(MATERIAL TO PROCESS)

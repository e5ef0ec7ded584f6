//! Two-byte sequence index over a sparse image.
//!
//! Assigns every address a rank such that two addresses share a rank iff the
//! byte sequences of a fixed length starting there are identical and both lie
//! entirely within their segments (rank 0 is reserved for cells outside any
//! segment).  Ranks are built by prefix doubling; the compressor only needs
//! length-2 sequences, so a single doubling step runs, but the construction
//! accepts any power-of-two length.
//!
//! On top of the ranks, a per-rank singly linked occurrence list is chained
//! through `nextpos`, yielding earlier occurrences of the same sequence in
//! descending address order — the compressor's candidate match positions.

use std::collections::BTreeMap;

use crate::displaylevel;
use crate::image::{Image, Segment, RAM_SIZE};

/// Rank table plus per-rank occurrence lists.
pub struct SeqIndex {
    /// Dense rank per address; 0 for cells outside any segment.
    pub rank: Vec<i64>,
    /// Head position of each rank's occurrence list, -1 when empty.
    pub firstpos: Vec<i32>,
    /// Next (lower) position with the same rank, -1 at the end of a chain.
    pub nextpos: Vec<i32>,
}

/// Renumber arbitrary rank values to dense consecutive integers 0..n-1,
/// preserving their natural order.  Returns n.
fn renumber(rank: &mut [i64]) -> i64 {
    let mut ids: BTreeMap<i64, i64> = BTreeMap::new();
    for &r in rank.iter() {
        ids.insert(r, -1);
    }
    let mut n = 0;
    for id in ids.values_mut() {
        *id = n;
        n += 1;
    }
    for r in rank.iter_mut() {
        *r = ids[r];
    }
    n
}

impl SeqIndex {
    /// Build the index for sequences of length `max_len` (a power of two).
    ///
    /// Initial ranks are the raw cell values, with absence ranking below
    /// every byte so that after renumbering rank 0 covers exactly the cells
    /// outside the segments.  Each doubling step combines the rank at a
    /// position with the rank `k` positions later inside the same segment
    /// (or 0 past the segment end), then renumbers densely.
    pub fn build(image: &Image, segments: &[Segment], max_len: usize) -> SeqIndex {
        let mut rank: Vec<i64> = (0..RAM_SIZE).map(|i| i64::from(image.cell(i))).collect();
        let mut n = renumber(&mut rank);
        let mut k = 1;
        while k < max_len {
            displaylevel!(3, "gt1z: tokenize #{}: {} unique ids\n", k, n);
            for segment in segments {
                for i in 0..segment.len {
                    let a = segment.addr + i;
                    let next = if i + k < segment.len {
                        rank[segment.addr + i + k]
                    } else {
                        0
                    };
                    rank[a] = rank[a] * n + next;
                }
            }
            n = renumber(&mut rank);
            k += k;
        }
        displaylevel!(3, "gt1z: tokenize #{} (final): {} unique ids\n", k, n);

        let mut firstpos = vec![-1i32; n as usize];
        let mut nextpos = vec![-1i32; RAM_SIZE];
        for i in 0..RAM_SIZE {
            let r = rank[i] as usize;
            nextpos[i] = firstpos[r];
            firstpos[r] = i as i32;
        }
        SeqIndex {
            rank,
            firstpos,
            nextpos,
        }
    }
}

#[cfg(test)]
mod tests {
    use super::*;

    fn image_with(records: &[(usize, &[u8])]) -> Image {
        let mut image = Image::new();
        for &(addr, bytes) in records {
            for (i, &b) in bytes.iter().enumerate() {
                image.set(addr + i, b);
            }
        }
        image
    }

    fn build(image: &Image) -> SeqIndex {
        SeqIndex::build(image, &image.segments(), 2)
    }

    #[test]
    fn absent_cells_share_rank_zero() {
        let image = image_with(&[(0x0200, &[1, 2, 3])]);
        let index = build(&image);
        assert_eq!(index.rank[0x0000], 0);
        assert_eq!(index.rank[0x8000], 0);
        assert_ne!(index.rank[0x0200], 0);
    }

    #[test]
    fn equal_pairs_share_rank_across_segments() {
        let image = image_with(&[(0x0200, &[9, 7, 5]), (0x0400, &[9, 7, 6])]);
        let index = build(&image);
        // (9,7) at 0x0200 and 0x0400 match; (7,5) and (7,6) do not.
        assert_eq!(index.rank[0x0200], index.rank[0x0400]);
        assert_ne!(index.rank[0x0201], index.rank[0x0401]);
    }

    #[test]
    fn segment_final_byte_ranks_apart_from_interior_pairs() {
        // The pair (5,_) at the end of the first segment must not collide
        // with the interior pair (5,5) in the second.
        let image = image_with(&[(0x0200, &[5]), (0x0400, &[5, 5])]);
        let index = build(&image);
        assert_ne!(index.rank[0x0200], index.rank[0x0400]);
        assert_eq!(index.rank[0x0200], index.rank[0x0401]);
    }

    #[test]
    fn chains_walk_to_earlier_occurrences() {
        let image = image_with(&[(0x0200, &[8, 8, 8, 8])]);
        let index = build(&image);
        // Positions 0x0200..0x0202 all carry the pair (8,8); the chain from
        // any of them descends through the earlier ones.
        let r = index.rank[0x0202] as usize;
        assert_eq!(index.firstpos[r], 0x0202);
        assert_eq!(index.nextpos[0x0202], 0x0201);
        assert_eq!(index.nextpos[0x0201], 0x0200);
        assert_eq!(index.nextpos[0x0200], -1);
    }

    #[test]
    fn renumber_is_dense_and_order_preserving() {
        let mut rank = vec![30, -1, 7, 30, 100];
        let n = renumber(&mut rank);
        assert_eq!(n, 4);
        assert_eq!(rank, vec![2, 0, 1, 2, 3]);
    }
}
//! GT1Z decoding and verification.
//!
//! A single-pass state machine over the token stream.  Every read is bounds
//! checked and every structural violation surfaces as
//! [`Gt1zError::Corrupt`]; malformed input never panics.  Match copies run
//! in ascending order so overlapping source and destination behave as byte
//! replication (an offset of 1 repeats the byte before the write address).

use crate::codec::types::{decode_short_offset, minus, GT1Z_MAGIC};
use crate::displaylevel;
use crate::error::Gt1zError;
use crate::image::{Image, RAM_SIZE};
use crate::reader::ByteReader;

/// Decode a GT1Z stream into a sparse image.
///
/// Returns the image and the relocatable flag: true iff every segment
/// control after the initial address was the skip-to-next-page form.
pub fn decode(gt1z: &[u8]) -> Result<(Image, bool), Gt1zError> {
    let mut r = ByteReader::new(gt1z);
    if r.take(2)? != GT1Z_MAGIC {
        return Err(Gt1zError::Corrupt("missing gt1z magic number"));
    }
    let first = r.take(2)?;
    let mut addr = i32::from(first[0]) << 8 | i32::from(first[1]);
    let mut segaddr = addr;
    let mut prev_off = 1;
    let mut relocatable = true;
    let mut image = Image::new();
    displaylevel!(3, "gt1z: -- {:#06x}\n", addr);

    let entry = loop {
        let token = i32::from(r.byte()?);

        // Literals.
        let mut nlits = (token >> 4) & 7;
        if nlits == 7 {
            nlits = i32::from(r.byte()?);
            if nlits == 0 {
                nlits = 256;
            }
        }
        if nlits > 0 {
            let lits = r.take(nlits as usize)?;
            if addr as usize + lits.len() > RAM_SIZE {
                return Err(Gt1zError::Corrupt("literal run leaves the address space"));
            }
            for (i, &b) in lits.iter().enumerate() {
                image.poke(addr as usize + i, i16::from(b));
            }
            addr = (addr & 0xff00) + ((addr + nlits) & 0xff);
        }

        // Match count.
        let mut mcnt = token & 0xf;
        if mcnt == 15 {
            mcnt = i32::from(r.byte()?);
            if mcnt == 0 {
                mcnt = 256;
            }
        } else if mcnt != 0 {
            mcnt += 1;
        }

        // Match copy.
        if mcnt > 0 {
            if token & 0x80 != 0 {
                let b0 = r.byte()?;
                if b0 & 0x80 != 0 {
                    prev_off = decode_short_offset(b0, addr - segaddr);
                } else {
                    // Long form.  Offsets with bit 15 set are reserved; the
                    // input is untrusted, so reject rather than assume.
                    let b1 = r.byte()?;
                    let off = i32::from(b0) << 8 | i32::from(b1);
                    if off & 0x8000 != 0 {
                        return Err(Gt1zError::Corrupt("long-form offset has high bit set"));
                    }
                    prev_off = off;
                }
            }
            let madr = minus(addr, prev_off);
            if madr + mcnt - 1 > (madr | 0xff) {
                return Err(Gt1zError::Corrupt("match source crosses a page boundary"));
            }
            if addr as usize + mcnt as usize > RAM_SIZE {
                return Err(Gt1zError::Corrupt("match run leaves the address space"));
            }
            for k in 0..mcnt {
                let v = image.cell((madr + k) as usize);
                image.poke((addr + k) as usize, v);
            }
        }
        displaylevel!(
            3,
            "gt1z:   T={:02x} L{} {}{}:{:#06x}\n",
            token,
            nlits,
            if token & 0x80 != 0 { 'D' } else { 'M' },
            mcnt,
            minus(addr, prev_off)
        );
        addr = (addr & 0xff00) + ((addr + mcnt) & 0xff);

        // Segment control.
        if mcnt == 0 {
            if token & 0x80 != 0 {
                segaddr = (segaddr + 0x100) & 0xffff;
                addr = segaddr;
            } else {
                let field = r.take(2)?;
                if field[0] == 0 {
                    let lo = r.byte()?;
                    break u16::from(field[1]) << 8 | u16::from(lo);
                }
                segaddr = i32::from(field[0]) << 8 | i32::from(field[1]);
                addr = segaddr;
                relocatable = false;
            }
            displaylevel!(3, "gt1z: -- {:#06x}\n", addr);
        }
    };
    image.set_entry(entry);
    displaylevel!(3, "gt1z: -- EXEC {:#06x}\n", entry);
    if !r.is_empty() {
        displaylevel!(1, "gt1z: warning: excess bytes found at end of gt1z input\n");
    }
    Ok((image, relocatable))
}

/// Decompress a GT1Z stream back to GT1 bytes, with the relocatable flag.
pub fn decompress(gt1z: &[u8]) -> Result<(Vec<u8>, bool), Gt1zError> {
    let (image, relocatable) = decode(gt1z)?;
    Ok((image.to_gt1(), relocatable))
}

/// Decode `gt1z` and compare the result against the reference `gt1` image,
/// pointwise over all 65,536 cells and the entry point.
pub fn verify(gt1z: &[u8], gt1: &[u8]) -> Result<(), Gt1zError> {
    let (decoded, _) = decode(gt1z)?;
    let reference = Image::from_gt1(gt1, true)?;
    if decoded == reference {
        Ok(())
    } else {
        Err(Gt1zError::Mismatch)
    }
}
//! Buffer-level GT1 → GT1Z compression.

use crate::codec::chart::Chart;
use crate::codec::emit::Emitter;
use crate::codec::types::minus;
use crate::error::Gt1zError;
use crate::image::Image;
use crate::tokenize::SeqIndex;

/// Compress a GT1 byte stream into a GT1Z stream.
///
/// Returns the compressed bytes and the relocatable flag (true iff every
/// segment transition in the stream is an advance-by-one-page control).
/// A ROMv1 loader patch in the input is stripped before compression.
pub fn compress(gt1: &[u8]) -> Result<(Vec<u8>, bool), Gt1zError> {
    let image = Image::from_gt1(gt1, true)?;
    Ok(compress_image(&image))
}

/// Compress an already-loaded image.
///
/// Runs the optimal parser over each segment in address order, threading the
/// emitter's previous-offset state through so a segment can open with a free
/// offset reuse.
pub fn compress_image(image: &Image) -> (Vec<u8>, bool) {
    let segments = image.segments();
    let index = SeqIndex::build(image, &segments, 2); // catalog 2-byte sequences
    let mut out = Emitter::new();
    for segment in &segments {
        let addr = segment.addr as i32;
        let len = segment.len as i32;
        let mut chart = Chart::new(image, addr, len, out.prev_off());
        out.segment(addr);
        for i in 0..segment.len {
            chart.add_literal(i);
            let mut madr = index.nextpos[segment.addr + i];
            while madr >= 0 {
                // Earlier occurrence of the same 2-byte sequence; stop once
                // the page delta leaves the representable range.
                let off = minus(addr + i as i32, madr);
                if off & 0x8000 != 0 {
                    break;
                }
                chart.add_match(i, off);
                madr = index.nextpos[madr as usize];
            }
        }
        out.predict(chart.cost_to_end());
        chart.emit(&mut out);
    }
    out.finish(image.entry())
}

#[cfg(test)]
mod tests {
    use super::*;
    use crate::codec::decompress::decode;

    fn gt1(records: &[(u16, &[u8])], entry: u16) -> Vec<u8> {
        let mut v = Vec::new();
        for &(addr, payload) in records {
            v.push((addr >> 8) as u8);
            v.push((addr & 0xff) as u8);
            v.push((payload.len() & 0xff) as u8);
            v.extend_from_slice(payload);
        }
        v.extend_from_slice(&[0, (entry >> 8) as u8, (entry & 0xff) as u8]);
        v
    }

    #[test]
    fn single_cell_compresses_to_the_minimal_stream() {
        let input = gt1(&[(0x0200, &[0x42])], 0x0200);
        let (out, relocatable) = compress(&input).unwrap();
        assert_eq!(out, vec![0x00, 0xff, 0x02, 0x00, 0x10, 0x42, 0x00, 0x02, 0x00]);
        assert!(relocatable);
    }

    #[test]
    fn repeated_bytes_become_one_literal_plus_match() {
        let input = gt1(&[(0x0200, &[0xaa; 8])], 0x0200);
        let (out, _) = compress(&input).unwrap();
        assert_eq!(
            out,
            vec![0x00, 0xff, 0x02, 0x00, 0x16, 0xaa, 0x00, 0x00, 0x02, 0x00]
        );
    }

    #[test]
    fn compressed_never_much_larger_and_decodes_back() {
        // Incompressible data: cost is bounded by literal overhead.
        let payload: Vec<u8> = (0..=255).collect();
        let input = gt1(&[(0x0800, &payload)], 0x0800);
        let (out, _) = compress(&input).unwrap();
        assert!(out.len() <= payload.len() + 16);
        let (image, _) = decode(&out).unwrap();
        assert_eq!(image.to_gt1(), input);
    }

    #[test]
    fn offset_state_threads_across_segments() {
        // Both segments repeat one byte: the second match reuses offset 1
        // without re-encoding it, so the two segment bodies cost the same.
        let input = gt1(&[(0x0200, &[0x11; 16]), (0x0300, &[0x22; 16])], 0x0200);
        let (out, relocatable) = compress(&input).unwrap();
        assert!(relocatable);
        assert_eq!(
            out,
            vec![
                0x00, 0xff, 0x02, 0x00, // magic, first segment
                0x1e, 0x11, // literal 0x11, match 15 at offset 1 (initial)
                0x80, // skip to next page
                0x1e, 0x22, // literal 0x22, match 15 at offset 1 (reused)
                0x00, 0x00, 0x02, 0x00, // terminator, entry 0x0200
            ]
        );
    }
}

(End MATERIAL TO PROCESS)

### WORK INSTRUCTIONS
Your answer must be the lines from the first line of the records through the line containing "same sequence in", copied exactly.

### EXERCISE SOLUTION
repository e5ef0ec7ded584f6
//! Two-byte sequence index over a sparse image.
//!
//! Assigns every address a rank such that two addresses share a rank iff the
//! byte sequences of a fixed length starting there are identical and both lie
//! entirely within their segments (rank 0 is reserved for cells outside any
//! segment).  Ranks are built by prefix doubling; the compressor only needs
//! length-2 sequences, so a single doubling step runs, but the construction
//! accepts any power-of-two length.
//!
//! On top of the ranks, a per-rank singly linked occurrence list is chained
//! through `nextpos`, yielding earlier occurrences of the same sequence in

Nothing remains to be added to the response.